R. W. Farmer Construction Co. v. Carter

BARRETT, Commissioner.

This cause originated as a suit by a general contractor, R. W. Farmer Construction Company, (in fact Mr. R. W. Farmer) to recover damages for breach of a building contract, particularly for extra materials and work, and to establish a mechanic’s lien, against the owners, Frank B. Miller and George L. Carter, of the shopping center west of Liberty, known as the Liberty Landing Center. Originally Farmer sought to recover the total sum of $41,089.78 but, admittedly, Miller (throughout representing all defendants) was entitled to a credit of $2941.47 and in the end the court allowed Farmer $5595.27 and thus upon his appeal the jurisdictional amount involved is his claim of the total difference in demands — $32,553.04, the latter consisting of numerous items. As against Farmer’s claims for extras and for damages for breach of contract the defendant-respondents, personified in Miller, filed a counterclaim for damages, for unwork-manlike job, for failure to furnish pursuant to contract numerous items, 24 in number, liquidated damages and other claims, all said to total $43,748.86. Unlike one or more of the cases relied on by the appellant, the parties here waived a jury and at appellant’s special instance and request the Honorable Arthur W. Rogers, the circuit court judge of Carroll and Ray Counties, rather than one of the judges of Clay County, was agreed upon as a special judge to hear this cause. After a hearing involving, accounting for and questioning every step in the performance of the contract and very nearly every piece of work and material entering into a shopping-center complex allegedly costing $267,728.-49, the court, as stated, entered judgment in favor of the contractor for $5595.27, adding, due to an after-trial motion, $741.37 interest, and he alone has appealed.
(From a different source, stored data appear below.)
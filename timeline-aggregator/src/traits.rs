use crate::types::{RawFeedItem, RawFeedPayload, Result, Source};
use async_trait::async_trait;

/// Trait for retrieving a source's feed from the feed-to-JSON gateway
#[async_trait]
pub trait FeedGateway: Send + Sync {
    /// Fetch the current feed for one source. No retries.
    async fn fetch(&self, source: &Source) -> Result<RawFeedPayload>;
}

/// Predicate deciding which raw feed items become timeline items
///
/// Runs on the gateway's `RawFeedItem` before shaping, so a filter can use any
/// field the gateway sends (including ones a `NormalizedItem` drops, such as
/// `title` or secondary authors) if a structural reply flag ever shows up.
pub trait ItemFilter: Send + Sync {
    fn keep(&self, item: &RawFeedItem) -> bool;

    /// Name used in logs when an item is dropped
    fn filter_name(&self) -> String;
}
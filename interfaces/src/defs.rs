use chrono::{DateTime, Utc};
use serde::{Deserialize, Deserializer, Serialize};

#[derive(Clone, Copy, Debug, PartialEq, Eq, Hash, Serialize, Deserialize)]
#[serde(rename_all = "lowercase")]
pub enum SourceKind {
    User,
    List,
}

impl std::fmt::Display for SourceKind {
    fn fmt(&self, f: &mut std::fmt::Formatter<'_>) -> std::fmt::Result {
        match self {
            SourceKind::User => f.write_str("user"),
            SourceKind::List => f.write_str("list"),
        }
    }
}

/// A tracked feed origin.
///
/// Lists have no natural author avatar, so their sidebar name and avatar are
/// carried here. Users only need a handle; everything else comes from the feed.
#[derive(Clone, Debug, PartialEq, Eq, Serialize, Deserialize)]
#[serde(tag = "kind", rename_all = "lowercase")]
pub enum Source {
    List {
        key: String,
        list_id: String,
        display_name: Option<String>,
        avatar: Option<String>,
    },
    User {
        username: String,
    },
}

impl Source {
    pub fn user(username: impl Into<String>) -> Self {
        Source::User { username: username.into() }
    }

    pub fn list(key: impl Into<String>, list_id: impl Into<String>) -> Self {
        Source::List {
            key: key.into(),
            list_id: list_id.into(),
            display_name: None,
            avatar: None,
        }
    }

    pub fn with_display(self, name: Option<&str>, avatar: Option<&str>) -> Self {
        match self {
            Source::List { key, list_id, .. } => Source::List {
                key,
                list_id,
                display_name: name.map(str::to_owned),
                avatar: avatar.map(str::to_owned),
            },
            user @ Source::User { .. } => user,
        }
    }

    /// The selection key. Unique across a registry.
    pub fn identifier(&self) -> &str {
        match self {
            Source::List { key, .. } => key,
            Source::User { username } => username,
        }
    }

    pub fn kind(&self) -> SourceKind {
        match self {
            Source::List { .. } => SourceKind::List,
            Source::User { .. } => SourceKind::User,
        }
    }
}

fn null_as_default<'de, D, T>(deserializer: D) -> Result<T, D::Error>
where
    D: Deserializer<'de>,
    T: Default + Deserialize<'de>,
{
    Ok(Option::<T>::deserialize(deserializer)?.unwrap_or_default())
}

#[derive(Clone, Debug, Default, PartialEq, Eq, Serialize, Deserialize)]
pub struct Author {
    #[serde(default, deserialize_with = "null_as_default")]
    pub name: String,
    #[serde(default, rename = "url", deserialize_with = "null_as_default")]
    pub profile_url: String,
    #[serde(default, rename = "avatar", deserialize_with = "null_as_default")]
    pub avatar_url: String,
}

// Field names follow the gateway's JSON Feed output.
#[derive(Clone, Debug, Default, PartialEq, Eq, Serialize, Deserialize)]
pub struct RawFeedItem {
    #[serde(default, deserialize_with = "null_as_default")]
    pub id: String,
    #[serde(default, deserialize_with = "null_as_default")]
    pub url: String,
    #[serde(default, deserialize_with = "null_as_default")]
    pub title: String,
    #[serde(default, rename = "content_html", deserialize_with = "null_as_default")]
    pub content_markup: String,
    #[serde(default, rename = "date_published", deserialize_with = "null_as_default")]
    pub published_at: String,
    #[serde(default, deserialize_with = "null_as_default")]
    pub authors: Vec<Author>,
}

#[derive(Clone, Debug, Default, PartialEq, Eq, Serialize, Deserialize)]
pub struct RawFeedPayload {
    #[serde(default, deserialize_with = "null_as_default")]
    pub items: Vec<RawFeedItem>,
}

/// A feed item that survived filtering. Never a reply.
#[derive(Clone, Debug, PartialEq, Eq, Serialize, Deserialize)]
pub struct NormalizedItem {
    pub id: String,
    pub url: String,
    pub published_at: String,
    pub content_markup: String,
    pub author: Author,
}

impl NormalizedItem {
    pub fn published(&self) -> Option<DateTime<Utc>> {
        DateTime::parse_from_rfc3339(&self.published_at)
            .ok()
            .map(|dt| dt.with_timezone(&Utc))
    }
}

#[derive(Clone, Debug, Default, PartialEq, Eq, Serialize, Deserialize)]
#[serde(tag = "state", rename_all = "lowercase")]
pub enum SourceStatus {
    #[default]
    Loaded,
    Failed {
        reason: String,
    },
}

#[derive(Clone, Debug, PartialEq, Eq, Serialize, Deserialize)]
pub struct AccountInfo {
    pub identifier: String,
    pub kind: SourceKind,
    pub display_name: Option<String>,
    pub avatar_url: Option<String>,
    #[serde(default)]
    pub status: SourceStatus,
}

impl AccountInfo {
    /// Sidebar entry for a source whose feed never arrived.
    pub fn failed(source: &Source, reason: impl Into<String>) -> Self {
        let (display_name, avatar_url) = match source {
            Source::List { display_name, avatar, .. } => (display_name.clone(), avatar.clone()),
            Source::User { .. } => (None, None),
        };
        Self {
            identifier: source.identifier().to_owned(),
            kind: source.kind(),
            display_name,
            avatar_url,
            status: SourceStatus::Failed { reason: reason.into() },
        }
    }

    pub fn is_loaded(&self) -> bool {
        self.status == SourceStatus::Loaded
    }
}

#[derive(Clone, Debug, PartialEq, Eq, Serialize, Deserialize)]
pub struct AggregatedResult {
    pub account_info: AccountInfo,
    pub items: Vec<NormalizedItem>,
}

/// What the rendering side receives for one request.
#[derive(Clone, Debug, PartialEq, Eq, Serialize, Deserialize)]
pub struct Timeline {
    pub selected: String,
    pub sidebar: Vec<AccountInfo>,
    pub active: Vec<NormalizedItem>,
}

// Object style note:
// Everything except `Source` is request-scoped. A registry of sources is
// built once at startup and shared read-only; the rest is produced fresh on
// each aggregation pass and dropped once the response has been written.
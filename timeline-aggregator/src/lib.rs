pub mod types;
pub mod traits;
pub mod feed_utils;
pub mod registry;
pub mod fetcher;
pub mod parser;
pub mod aggregator;

pub use types::*;
pub use traits::{FeedGateway, ItemFilter};
pub use registry::AccountRegistry;
pub use fetcher::GatewayClient;
pub use parser::{FeedNormalizer, ReplyMarkerFilter};
pub use aggregator::TimelineAggregator;
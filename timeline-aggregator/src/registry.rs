use crate::feed_utils::handle::{is_valid_handle, normalize_handle};
use crate::types::{ConfigurationFallback, Source, SourceKind, TimelineConfig};
use std::collections::HashSet;
use tracing::{debug, info, warn};

pub const HOME_LIST_KEY: &str = "mylist";
pub const HOME_LIST_ID: &str = "1863684093000749519";
pub const HOME_LIST_AVATAR: &str = "/home.svg";

const BASELINE_USERS: &[&str] = &[
    "otono_f",
    "fffff3434",
    "cursor_ai",
    "vercel",
    "micro_cms",
    "uhyo_",
    "catnose99",
];

/// The tracked sources, fixed for the life of the process.
///
/// `list()` always yields list sources first, then users, each group in the
/// order it was declared. Identifiers are assumed unique.
#[derive(Debug, Clone)]
pub struct AccountRegistry {
    sources: Vec<Source>,
    fallback: Option<ConfigurationFallback>,
}

impl AccountRegistry {
    pub fn new(sources: Vec<Source>) -> Self {
        let (mut ordered, users): (Vec<Source>, Vec<Source>) = sources
            .into_iter()
            .partition(|source| source.kind() == SourceKind::List);
        ordered.extend(users);

        Self {
            sources: ordered,
            fallback: None,
        }
    }

    /// The static registry with no extra accounts.
    pub fn baseline() -> Self {
        let mut sources = vec![Source::list(HOME_LIST_KEY, HOME_LIST_ID)
            .with_display(None, Some(HOME_LIST_AVATAR))];
        sources.extend(BASELINE_USERS.iter().map(|username| Source::user(*username)));
        Self::new(sources)
    }

    /// The static registry extended by a comma-separated username list.
    pub fn from_config(extra_accounts: Option<&str>) -> Self {
        Self::baseline().extend_from_config(extra_accounts)
    }

    /// Registry for a full configuration. Only `extra_accounts` is read;
    /// nothing here touches the gateway settings.
    pub fn for_config(config: &TimelineConfig) -> Self {
        Self::from_config(config.extra_accounts.as_deref())
    }

    /// Append users from a comma-separated list. A malformed list is
    /// ignored as a whole and recorded in `fallback()`.
    pub fn extend_from_config(mut self, extra_accounts: Option<&str>) -> Self {
        let Some(raw) = extra_accounts else {
            return self;
        };

        let usernames = match parse_extra_accounts(raw) {
            Ok(usernames) => usernames,
            Err(fallback) => {
                warn!("Ignoring extra accounts ({}), using the static registry", fallback);
                self.fallback = Some(fallback);
                return self;
            }
        };

        let mut seen: HashSet<String> = self
            .sources
            .iter()
            .map(|source| source.identifier().to_string())
            .collect();

        for username in usernames {
            if !seen.insert(username.clone()) {
                warn!("Skipping duplicate account {}", username);
                continue;
            }
            debug!("Registered extra account {}", username);
            self.sources.push(Source::user(username));
        }

        info!("Account registry holds {} sources", self.sources.len());
        self
    }

    pub fn list(&self) -> &[Source] {
        &self.sources
    }

    pub fn get(&self, identifier: &str) -> Option<&Source> {
        self.sources
            .iter()
            .find(|source| source.identifier() == identifier)
    }

    /// Why configured extra accounts were dropped, if they were.
    pub fn fallback(&self) -> Option<&ConfigurationFallback> {
        self.fallback.as_ref()
    }

    pub fn len(&self) -> usize {
        self.sources.len()
    }

    pub fn is_empty(&self) -> bool {
        self.sources.is_empty()
    }
}

impl Default for AccountRegistry {
    fn default() -> Self {
        Self::baseline()
    }
}

/// Split a comma-separated username list, trimming entries and skipping
/// empty ones. Any invalid handle rejects the whole list.
pub fn parse_extra_accounts(
    raw: &str,
) -> std::result::Result<Vec<String>, ConfigurationFallback> {
    raw.split(',')
        .map(normalize_handle)
        .filter(|entry| !entry.is_empty())
        .map(|entry| {
            if is_valid_handle(entry) {
                Ok(entry.to_string())
            } else {
                Err(ConfigurationFallback::InvalidHandle(entry.to_string()))
            }
        })
        .collect()
}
Whatever the original totals, the appellant-contractor admits that the defendant-owners paid $226,638.71 and thus on these computations he claimed additional damages and charges for extras totaling $41,089.78.

The first item challenged in detail, one readily separable from all other items, is the court’s allowance to respondents on their counterclaim of liquidated *32damages at $130.00 per day for the period of April 1, 1966 (the specified date of completion) to May 1, 1966, of $3900.00. The appellant makes five attacks on this allowance, that under the terms of the contract the authority to invoke liquidated damages was in the architect only, that the provision was waived, that defendants failed to prove actual damages as a result of delayed completion, that there was no proof that liquidated damages were proportionate to the actual damages sustained and, finally, that he completed construction within the allotted time and therefore liquidated damages could not be assessed.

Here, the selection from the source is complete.